Procedure for a LAN bind:

  1. Generate a high-entropy token. No fewer than 32 bytes.

    export HEDDLE_WORKSHOP_TOKEN="$(openssl rand -hex 32)"
    

    Store the value somewhere a reload can reach (env file, secrets manager). Workshop reads it once at startup — rotating requires a restart.

  2. Start Workshop with the explicit non-loopback bind.

    uv run heddle workshop --host 0.0.0.0 --port 8000
    

    Confirm the startup log does not include workshop.insecure_bind. If it does, the token didn't reach the process — check the env-var name.

  3. Distribute the token. For browser use, visit once:

    http://your-host:8000/login
    

    Paste the token into the form and submit. Workshop sets a cookie; subsequent requests reuse it. The token is sent in the POST body so it never appears in uvicorn access logs. For programmatic access, pass Authorization: Bearer <token> on every mutating request.

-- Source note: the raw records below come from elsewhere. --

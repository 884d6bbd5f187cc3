use serde::{Deserialize, Serialize};

/// Severity of a rule violation.
///
/// Severity drives three things: the `status` of a validation result
/// (any error fails the document), the score deduction multiplier, and
/// the CLI exit code.
#[derive(Debug, Clone, Copy, PartialEq, Eq, Hash, Serialize, Deserialize)]
#[serde(rename_all = "lowercase")]
pub enum Severity {
    Error,
    Warning,
    Info,
}

impl Severity {
    /// Deduction multiplier applied to the category weight.
    #[must_use]
    pub const fn multiplier(self) -> f64 {
        match self {
            Self::Error => 1.0,
            Self::Warning => 0.5,
            Self::Info => 0.1,
        }
    }

    #[must_use]
    pub const fn as_str(self) -> &'static str {
        match self {
            Self::Error => "error",
            Self::Warning => "warning",
            Self::Info => "info",
        }
    }
}

impl std::fmt::Display for Severity {
    fn fmt(&self, f: &mut std::fmt::Formatter<'_>) -> std::fmt::Result {
        f.pad(self.as_str())
    }
}

/// Where a rule came from.
#[derive(Debug, Clone, Copy, PartialEq, Eq, Serialize, Deserialize)]
#[serde(rename_all = "lowercase")]
pub enum RuleOrigin {
    Builtin,
    Custom,
}

/// The check a rule performs, as a tagged variant rather than a trait
/// hierarchy, so builtin and custom rules stay structurally identical
/// and deserializable from the config file.
#[derive(Debug, Clone, PartialEq, Eq, Serialize, Deserialize)]
#[serde(tag = "check", rename_all = "kebab-case")]
pub enum CheckKind {
    /// The document must contain a `## <section>` heading.
    SectionPresence { section: String },
    /// The pattern must match somewhere in the document. With a
    /// `selector`, every line matching the selector must also match
    /// the pattern, and each offending line is reported individually.
    PatternPresent {
        pattern: String,
        selector: Option<String>,
    },
    /// The pattern must match nowhere; every match is reported.
    PatternAbsent { pattern: String },
    /// Total matches across the document must not exceed `max_count`.
    PatternCount { pattern: String, max_count: usize },
}

impl CheckKind {
    #[must_use]
    pub const fn name(&self) -> &'static str {
        match self {
            Self::SectionPresence { .. } => "section-presence",
            Self::PatternPresent { .. } => "pattern-present",
            Self::PatternAbsent { .. } => "pattern-absent",
            Self::PatternCount { .. } => "pattern-count",
        }
    }
}

/// A single named check with a severity and a scoring category.
///
/// Rule ids are unique across the union of builtin and custom rules;
/// the resolver enforces this at load time.
#[derive(Debug, Clone, PartialEq, Eq, Serialize, Deserialize)]
pub struct ValidationRule {
    pub id: String,
    pub severity: Severity,
    /// Free-form grouping key shared with the score calculator
    /// (e.g. structure, requirements, acceptance, clarity, naming).
    pub category: String,
    #[serde(flatten)]
    pub check: CheckKind,
    /// Human-readable description, used as the issue message.
    pub message: String,
    /// Optional remediation hint copied onto issues.
    pub suggestion: Option<String>,
    /// Disabled rules are skipped by the engine but still visible for
    /// introspection and id-uniqueness validation.
    pub enabled: bool,
    pub origin: RuleOrigin,
}

#[cfg(test)]
#[path = "model_tests.rs"]
mod tests;
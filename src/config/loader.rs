use std::path::{Path, PathBuf};

use crate::error::{Result, SpecGuardError};

use super::model::{CONFIG_FILE_NAME, CONFIG_VERSION, ValidationConfig};

/// Trait for loading validation configuration from various sources.
pub trait ConfigLoader {
    /// Load configuration from the default location.
    ///
    /// A missing config file is not an error; defaults are returned.
    ///
    /// # Errors
    /// Returns an error if an existing config file cannot be read or parsed.
    fn load(&self) -> Result<ValidationConfig>;

    /// Load configuration from a specific path.
    ///
    /// # Errors
    /// Returns an error if the file cannot be read or parsed.
    fn load_from_path(&self, path: &Path) -> Result<ValidationConfig>;
}

/// Validate config version. Returns an error if version is unsupported.
fn validate_config_version(config: &ValidationConfig) -> Result<()> {
    match &config.version {
        None => Ok(()),
        Some(v) if v == CONFIG_VERSION => Ok(()),
        Some(v) => Err(SpecGuardError::Config(format!(
            "Unsupported config version '{v}'. Only version '{CONFIG_VERSION}' is supported."
        ))),
    }
}

/// Trait for filesystem operations (for testability).
pub trait FileSystem {
    /// Read file contents as a string.
    ///
    /// # Errors
    /// Returns an error if the file cannot be read.
    fn read_to_string(&self, path: &Path) -> std::io::Result<String>;

    /// Check if a path exists.
    fn exists(&self, path: &Path) -> bool;

    /// Get the current working directory.
    ///
    /// # Errors
    /// Returns an error if the current directory cannot be determined.
    fn current_dir(&self) -> std::io::Result<PathBuf>;
}

/// Real filesystem implementation.
#[derive(Debug, Default, Clone, Copy)]
pub struct RealFileSystem;

impl FileSystem for RealFileSystem {
    fn read_to_string(&self, path: &Path) -> std::io::Result<String> {
        std::fs::read_to_string(path)
    }

    fn exists(&self, path: &Path) -> bool {
        path.exists()
    }

    fn current_dir(&self) -> std::io::Result<PathBuf> {
        std::env::current_dir()
    }
}

/// Loads configuration from the filesystem.
///
/// Search order:
/// 1. `.spec-guard.toml` in the current directory (or the configured
///    project root)
/// 2. `ValidationConfig::default()` if no config file is found
#[derive(Debug)]
pub struct FileConfigLoader<F: FileSystem = RealFileSystem> {
    fs: F,
    project_root: Option<PathBuf>,
}

impl Default for FileConfigLoader<RealFileSystem> {
    fn default() -> Self {
        Self::new()
    }
}

impl FileConfigLoader<RealFileSystem> {
    #[must_use]
    pub const fn new() -> Self {
        Self {
            fs: RealFileSystem,
            project_root: None,
        }
    }

    /// Create a loader that searches for the config under `root`.
    #[must_use]
    pub const fn with_root(root: Option<PathBuf>) -> Self {
        Self {
            fs: RealFileSystem,
            project_root: root,
        }
    }
}

impl<F: FileSystem> FileConfigLoader<F> {
    #[must_use]
    pub const fn with_fs(fs: F) -> Self {
        Self {
            fs,
            project_root: None,
        }
    }

    fn default_config_path(&self) -> Option<PathBuf> {
        let root = match &self.project_root {
            Some(root) => root.clone(),
            None => self.fs.current_dir().ok()?,
        };
        Some(root.join(CONFIG_FILE_NAME))
    }

    fn parse_config(content: &str) -> Result<ValidationConfig> {
        let config: ValidationConfig = toml::from_str(content).map_err(SpecGuardError::from)?;
        validate_config_version(&config)?;
        Ok(config)
    }
}

impl<F: FileSystem> ConfigLoader for FileConfigLoader<F> {
    fn load(&self) -> Result<ValidationConfig> {
        match self.default_config_path() {
            Some(path) if self.fs.exists(&path) => self.load_from_path(&path),
            _ => Ok(ValidationConfig::default()),
        }
    }

    fn load_from_path(&self, path: &Path) -> Result<ValidationConfig> {
        let content = self
            .fs
            .read_to_string(path)
            .map_err(|source| SpecGuardError::FileRead {
                path: path.to_path_buf(),
                source,
            })?;
        Self::parse_config(&content)
    }
}

#[cfg(test)]
#[path = "loader_tests.rs"]
mod tests;
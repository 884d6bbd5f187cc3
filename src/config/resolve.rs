//! Rule set resolution.
//!
//! Merges the builtin catalog with the user configuration
//! (builtins ⊕ severity overrides ⊖ disabled ⊕ custom rules) into a
//! flat, validated rule list with pre-compiled patterns. Resolution
//! runs exactly once per service; the output is immutable.

use indexmap::IndexMap;
use regex::Regex;

use crate::error::{Result, SpecGuardError};
use crate::rules::{CheckKind, RuleOrigin, ValidationRule, builtin_rules};

use super::model::{CheckName, CustomRule, ValidationConfig};

/// A rule's check with its pattern compiled, ready for evaluation.
#[derive(Debug)]
pub enum CompiledCheck {
    SectionPresence { heading: Regex },
    PatternPresent { pattern: Regex, selector: Option<Regex> },
    PatternAbsent { pattern: Regex },
    PatternCount { pattern: Regex, max_count: usize },
}

/// One entry of the resolved rule list.
#[derive(Debug)]
pub struct ResolvedRule {
    pub rule: ValidationRule,
    pub check: CompiledCheck,
}

/// The finalized, immutable rule set.
///
/// Rule order is the canonical evaluation order: builtins first (in
/// catalog order), then custom rules in declaration order. Disabled
/// rules stay in the list for introspection; the engine skips them.
#[derive(Debug)]
pub struct ResolvedRules {
    enabled: bool,
    rules: Vec<ResolvedRule>,
}

impl ResolvedRules {
    /// Merge builtins with the given configuration and validate the result.
    ///
    /// # Errors
    /// Returns `DuplicateRuleId` if a custom rule reuses an id,
    /// `UnknownRule` if a disable/override entry references an unknown
    /// id, `InvalidPattern` if a pattern does not compile, and
    /// `Config` for structurally invalid custom rules.
    pub fn resolve(config: &ValidationConfig) -> Result<Self> {
        let mut rules = builtin_rules();

        for custom in &config.custom_rules {
            if rules.iter().any(|r| r.id == custom.name) {
                return Err(SpecGuardError::DuplicateRuleId {
                    id: custom.name.clone(),
                });
            }
            rules.push(convert_custom(custom)?);
        }

        // Index by id for override application; preserves list order.
        let mut by_id: IndexMap<&str, usize> = IndexMap::with_capacity(rules.len());
        for (idx, r) in rules.iter().enumerate() {
            by_id.insert(r.id.as_str(), idx);
        }

        let mut disabled = Vec::with_capacity(config.disabled_rules.len());
        for id in &config.disabled_rules {
            let idx = by_id
                .get(id.as_str())
                .copied()
                .ok_or_else(|| SpecGuardError::UnknownRule {
                    id: id.clone(),
                    context: "disabled_rules",
                })?;
            disabled.push(idx);
        }

        let mut severity_overrides = Vec::with_capacity(config.overrides.len());
        for over in &config.overrides {
            let idx = by_id.get(over.rule.as_str()).copied().ok_or_else(|| {
                SpecGuardError::UnknownRule {
                    id: over.rule.clone(),
                    context: "overrides",
                }
            })?;
            severity_overrides.push((idx, over.severity));
        }

        for idx in disabled {
            rules[idx].enabled = false;
        }
        for (idx, severity) in severity_overrides {
            rules[idx].severity = severity;
        }

        let rules = rules
            .into_iter()
            .map(|rule| {
                let check = compile_check(&rule)?;
                Ok(ResolvedRule { rule, check })
            })
            .collect::<Result<Vec<_>>>()?;

        Ok(Self {
            enabled: config.enabled,
            rules,
        })
    }

    /// Resolve the builtin catalog with no overrides.
    ///
    /// # Errors
    /// Never fails in practice; builtin patterns are valid by construction.
    pub fn defaults() -> Result<Self> {
        Self::resolve(&ValidationConfig::default())
    }

    /// Global on/off switch from the configuration.
    #[must_use]
    pub const fn is_enabled(&self) -> bool {
        self.enabled
    }

    /// All rules in evaluation order, including disabled ones.
    #[must_use]
    pub fn rules(&self) -> &[ResolvedRule] {
        &self.rules
    }

    /// Enabled rules in evaluation order.
    pub fn enabled_rules(&self) -> impl Iterator<Item = &ResolvedRule> {
        self.rules.iter().filter(|r| r.rule.enabled)
    }
}

fn convert_custom(custom: &CustomRule) -> Result<ValidationRule> {
    let check = match custom.check {
        CheckName::SectionPresence => CheckKind::SectionPresence {
            section: custom.pattern.clone(),
        },
        CheckName::PatternPresent => CheckKind::PatternPresent {
            pattern: custom.pattern.clone(),
            selector: custom.selector.clone(),
        },
        CheckName::PatternAbsent => CheckKind::PatternAbsent {
            pattern: custom.pattern.clone(),
        },
        CheckName::PatternCount => CheckKind::PatternCount {
            pattern: custom.pattern.clone(),
            max_count: custom.max.ok_or_else(|| {
                SpecGuardError::Config(format!(
                    "custom rule '{}' uses check = \"pattern-count\" but has no 'max' field",
                    custom.name
                ))
            })?,
        },
    };

    let message = custom.description.clone().unwrap_or_else(|| {
        format!("Custom rule '{}' violated", custom.name)
    });

    Ok(ValidationRule {
        id: custom.name.clone(),
        severity: custom.severity,
        category: custom.category.clone(),
        check,
        message,
        suggestion: custom.suggestion.clone(),
        enabled: custom.enabled,
        origin: RuleOrigin::Custom,
    })
}

fn compile_check(rule: &ValidationRule) -> Result<CompiledCheck> {
    let compile = |pattern: &str| {
        Regex::new(pattern).map_err(|source| SpecGuardError::InvalidPattern {
            rule: rule.id.clone(),
            source,
        })
    };

    let check = match &rule.check {
        CheckKind::SectionPresence { section } => CompiledCheck::SectionPresence {
            heading: compile(&format!(r"^##\s+{}", regex::escape(section)))?,
        },
        CheckKind::PatternPresent { pattern, selector } => CompiledCheck::PatternPresent {
            pattern: compile(pattern)?,
            selector: selector.as_deref().map(compile).transpose()?,
        },
        CheckKind::PatternAbsent { pattern } => CompiledCheck::PatternAbsent {
            pattern: compile(pattern)?,
        },
        CheckKind::PatternCount { pattern, max_count } => CompiledCheck::PatternCount {
            pattern: compile(pattern)?,
            max_count: *max_count,
        },
    };
    Ok(check)
}

#[cfg(test)]
#[path = "resolve_tests.rs"]
mod tests;
use std::path::{Path, PathBuf};

use chrono::{DateTime, Utc};

use crate::rules::Severity;
use crate::score::ScoreWeights;

/// Validation outcome for one document, derived from issue severities:
/// any error fails the document, otherwise any warning demotes it to
/// `Warn`, otherwise it passes.
#[derive(Debug, Clone, Copy, PartialEq, Eq)]
pub enum ValidationStatus {
    Pass,
    Warn,
    Fail,
}

impl ValidationStatus {
    #[must_use]
    pub const fn as_str(self) -> &'static str {
        match self {
            Self::Pass => "pass",
            Self::Warn => "warn",
            Self::Fail => "fail",
        }
    }
}

impl std::fmt::Display for ValidationStatus {
    fn fmt(&self, f: &mut std::fmt::Formatter<'_>) -> std::fmt::Result {
        f.pad(self.as_str())
    }
}

/// One concrete rule violation in a specific document.
///
/// Issues are created by rule evaluation (or synthesized by the
/// validator for unreadable/empty documents) and never mutated.
#[derive(Debug, Clone, PartialEq, Eq)]
pub struct ValidationIssue {
    pub rule_id: String,
    /// Severity at evaluation time, after any configured override.
    pub severity: Severity,
    /// Scoring category copied from the rule.
    pub category: String,
    /// 1-indexed; 0 means the issue applies to the whole document.
    pub line_number: usize,
    pub message: String,
    pub suggestion: Option<String>,
}

/// The aggregate outcome for one document.
#[derive(Debug, Clone)]
pub struct ValidationResult {
    pub path: PathBuf,
    pub status: ValidationStatus,
    pub quality_score: u8,
    pub error_count: usize,
    pub warning_count: usize,
    pub info_count: usize,
    /// Ordered by rule evaluation order, then line number. Stable for
    /// identical input.
    pub issues: Vec<ValidationIssue>,
    /// Informational only; excluded from any equality or determinism
    /// consideration.
    pub validated_at: DateTime<Utc>,
}

impl ValidationResult {
    /// Assemble a result from evaluated issues: counts severities,
    /// derives the status, and computes the quality score.
    #[must_use]
    pub fn from_issues(path: &Path, issues: Vec<ValidationIssue>, weights: &ScoreWeights) -> Self {
        let (mut errors, mut warnings, mut infos) = (0, 0, 0);
        for issue in &issues {
            match issue.severity {
                Severity::Error => errors += 1,
                Severity::Warning => warnings += 1,
                Severity::Info => infos += 1,
            }
        }

        let status = if errors > 0 {
            ValidationStatus::Fail
        } else if warnings > 0 {
            ValidationStatus::Warn
        } else {
            ValidationStatus::Pass
        };

        Self {
            path: path.to_path_buf(),
            status,
            quality_score: weights.quality_score(&issues),
            error_count: errors,
            warning_count: warnings,
            info_count: infos,
            issues,
            validated_at: Utc::now(),
        }
    }

    #[must_use]
    pub const fn is_failed(&self) -> bool {
        matches!(self.status, ValidationStatus::Fail)
    }
}

/// Project-level aggregation over a batch of results.
#[derive(Debug, Clone, PartialEq)]
pub struct ValidationSummary {
    pub total_specs: usize,
    pub passed: usize,
    pub warned: usize,
    pub failed: usize,
    /// Arithmetic mean of quality scores; 0.0 for an empty batch.
    pub average_score: f64,
}

#[cfg(test)]
#[path = "result_tests.rs"]
mod tests;
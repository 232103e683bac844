use std::path::{Path, PathBuf};

use anyhow::{Context, Result, bail};
use covid_etl::config::{self, PipelineSettings};
use covid_etl::loader::{CsvTableLoader, RawSources};
use covid_etl::{pipeline, snapshot};

const USAGE: &str =
    "usage: covid-etl <bulletin.csv> <areas.csv> <age_structure.csv> [settings.json] [snapshot path] [national_ages.csv]";

fn main() -> Result<()> {
    env_logger::init();

    let args: Vec<String> = std::env::args().skip(1).collect();
    if args.len() < 3 {
        bail!(USAGE);
    }
    let settings = match args.get(3) {
        Some(path) => PipelineSettings::from_json_file(path)
            .with_context(|| format!("reading settings from {path}"))?,
        None => PipelineSettings::default(),
    };
    let output = args
        .get(4)
        .map(PathBuf::from)
        .unwrap_or_else(config::default_snapshot_path);

    let loader = CsvTableLoader::from_profile(&settings.profile)?;
    let mut sources = RawSources::load(&loader, Path::new(&args[0]), Path::new(&args[1]), Path::new(&args[2]))?;
    if let Some(path) = args.get(5) {
        sources = sources.with_national_age(&loader, Path::new(path))?;
    }
    let state = pipeline::run_pipeline(sources, &settings)?;

    println!(
        "Processed {} rows ({} in the relevant subset) with profile '{}'",
        state.table.height(),
        state.relevant.height(),
        state.settings.profile.name
    );
    for diagnostic in &state.diagnostics {
        println!("  {diagnostic:?}");
    }

    snapshot::write_snapshot_file(&state, &output)
        .with_context(|| format!("writing snapshot to {}", output.display()))?;
    println!("Snapshot written to {}", output.display());

    Ok(())
}
pub mod errors;
pub mod models;

pub use errors::*;
pub use models::*;
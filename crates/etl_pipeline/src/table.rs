//! Column access and frame plumbing on top of Polars DataFrames.
//!
//! Transformations are lazy expressions over whole columns. The typed
//! readers below serve diagnostics, the per-cell parsers of the schema
//! layer and the tests.

use polars::prelude::*;

use crate::error::EtlResult;

/// Position of a row in the frame a lazy plan started from
pub const ROW_INDEX: &str = "__row";
/// Helper index added by [`first_per_key`]
pub const FIRST_INDEX: &str = "__first";

pub fn has_column(df: &DataFrame, name: &str) -> bool {
    df.get_column_index(name).is_some()
}

pub fn column_names(df: &DataFrame) -> Vec<String> {
    df.get_column_names()
        .into_iter()
        .map(|name| name.to_string())
        .collect()
}

pub fn dtype_of(df: &DataFrame, name: &str) -> EtlResult<DataType> {
    Ok(df.column(name)?.dtype().clone())
}

/// True when `name` exists and holds at least one non-null value.
pub fn has_values(df: &DataFrame, name: &str) -> EtlResult<bool> {
    if !has_column(df, name) {
        return Ok(false);
    }
    Ok(df.column(name)?.null_count() < df.height())
}

pub fn i64_values(df: &DataFrame, name: &str) -> EtlResult<Vec<Option<i64>>> {
    let column = df.column(name)?.cast(&DataType::Int64)?;
    Ok(column.i64()?.into_iter().collect())
}

pub fn f64_values(df: &DataFrame, name: &str) -> EtlResult<Vec<Option<f64>>> {
    let column = df.column(name)?.cast(&DataType::Float64)?;
    Ok(column.f64()?.into_iter().collect())
}

pub fn str_values(df: &DataFrame, name: &str) -> EtlResult<Vec<Option<String>>> {
    let column = df.column(name)?.cast(&DataType::String)?;
    Ok(column
        .str()?
        .into_iter()
        .map(|value| value.map(str::to_string))
        .collect())
}

/// Dates as days since the Unix epoch.
pub fn date_values(df: &DataFrame, name: &str) -> EtlResult<Vec<Option<i32>>> {
    let column = df.column(name)?.cast(&DataType::Int32)?;
    Ok(column.i32()?.into_iter().collect())
}

pub fn i64_column(name: &str, values: Vec<Option<i64>>) -> Column {
    Column::new(name.into(), values)
}

pub fn f64_column(name: &str, values: Vec<Option<f64>>) -> Column {
    Column::new(name.into(), values)
}

pub fn str_column(name: &str, values: Vec<Option<String>>) -> Column {
    Column::new(name.into(), values)
}

pub fn date_column(name: &str, days: Vec<Option<i32>>) -> EtlResult<Column> {
    Ok(Column::new(name.into(), days).cast(&DataType::Date)?)
}

/// Adds `column`, replacing an existing column of the same name.
pub fn set_column(df: &mut DataFrame, column: Column) -> EtlResult<()> {
    df.with_column(column)?;
    Ok(())
}

/// Rows at `indices`, in that order.
pub fn take_rows(df: &DataFrame, indices: &[usize]) -> EtlResult<DataFrame> {
    let idx: Vec<IdxSize> = indices.iter().map(|&i| i as IdxSize).collect();
    Ok(df.take(&IdxCa::from_vec("idx".into(), idx))?)
}

/// Rows where `mask` is true.
pub fn filter_rows(df: &DataFrame, mask: &[bool]) -> EtlResult<DataFrame> {
    let indices: Vec<usize> = mask
        .iter()
        .enumerate()
        .filter_map(|(i, keep)| keep.then_some(i))
        .collect();
    take_rows(df, &indices)
}

/// Drop whichever of `names` exist in `df`.
pub fn drop_columns(df: DataFrame, names: &[&str]) -> EtlResult<DataFrame> {
    let mut df = df;
    for name in names {
        if has_column(&df, name) {
            df = df.drop(name)?;
        }
    }
    Ok(df)
}

/// Lazy view of `df` carrying its row positions in [`ROW_INDEX`].
pub fn indexed(df: DataFrame) -> LazyFrame {
    df.lazy().with_row_index(ROW_INDEX, None)
}

/// Collect a plan started by [`indexed`] back into the original row order.
pub fn restore_order(lf: LazyFrame) -> EtlResult<DataFrame> {
    let df = lf
        .sort_by_exprs([col(ROW_INDEX)], SortMultipleOptions::default())
        .collect()?;
    Ok(df.drop(ROW_INDEX)?)
}

/// Every row of `left`, with the columns of its `right` match (null if none).
pub fn left_join(left: LazyFrame, right: LazyFrame, left_on: &str, right_on: &str) -> LazyFrame {
    left.join(
        right,
        [col(left_on)],
        [col(right_on)],
        JoinArgs::new(JoinType::Left),
    )
}

/// First row, in frame order, of every distinct combination of `keys`.
///
/// The plan gains a helper index column; callers select what they keep.
pub fn first_per_key(lf: LazyFrame, keys: &[&str]) -> LazyFrame {
    let partition: Vec<Expr> = keys.iter().map(|key| col(*key)).collect();
    lf.with_row_index(FIRST_INDEX, None)
        .filter(col(FIRST_INDEX).eq(col(FIRST_INDEX).min().over(partition)))
}

/// Floor division of a non-negative integer expression by `divisor`.
pub fn int_div(value: Expr, divisor: i64) -> Expr {
    ((value.clone() - value % lit(divisor)) / lit(divisor)).cast(DataType::Int64)
}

  4. Confirm app deployment requires capability review. Try deploying an app with elevated capabilities (e.g. subprocess backend, non-loopback MCP). The /apps/deploy flow should hand you a confirmation page enumerating capabilities; nothing extracts onto disk until you POST to the /confirm/{token} route. If it deploys silently, you are running in a CI/auto- approve mode — turn that off for any deployment outside a test harness.

  5. Plan for the data Workshop sees. Workshop reads worker configs (sometimes containing API key references), reads knowledge silos (sometimes containing customer data), and accepts uploaded app bundles. Treat the bind address as the blast radius of any compromise.

Verify

# Without the token, every mutating endpoint should 401
curl -i -X POST http://your-host:8000/workers/test_worker
# Expect: HTTP/1.1 401 Unauthorized

# With the token, the request goes through to the validator
curl -i -X POST http://your-host:8000/workers/test_worker \
  -H "Authorization: Bearer $HEDDLE_WORKSHOP_TOKEN" \
  -F "yaml_content=name: test_worker\nsystem_prompt: ok\n"
# Expect: HTTP/1.1 303 (redirect to detail) or 400 (validation error)

GET routes are not auth-gated by default — this is intentional, but worth knowing. If a read-only leak is also unacceptable, front Workshop with a reverse proxy that requires auth for all routes.

Followup

Workshop is not designed to be an internet-facing service. Even fully token-gated, the surface area (multipart uploads, app extraction, subprocess backend deploys) is larger than a production-hardened admin UI would tolerate. For multi-user team deployments:

  • Front it with a reverse proxy that adds SSO and audit logging.
  • Run it in a network namespace separate from the production NATS.
  • Read SECURITY_MODEL.md end-to-end before the first external user touches it.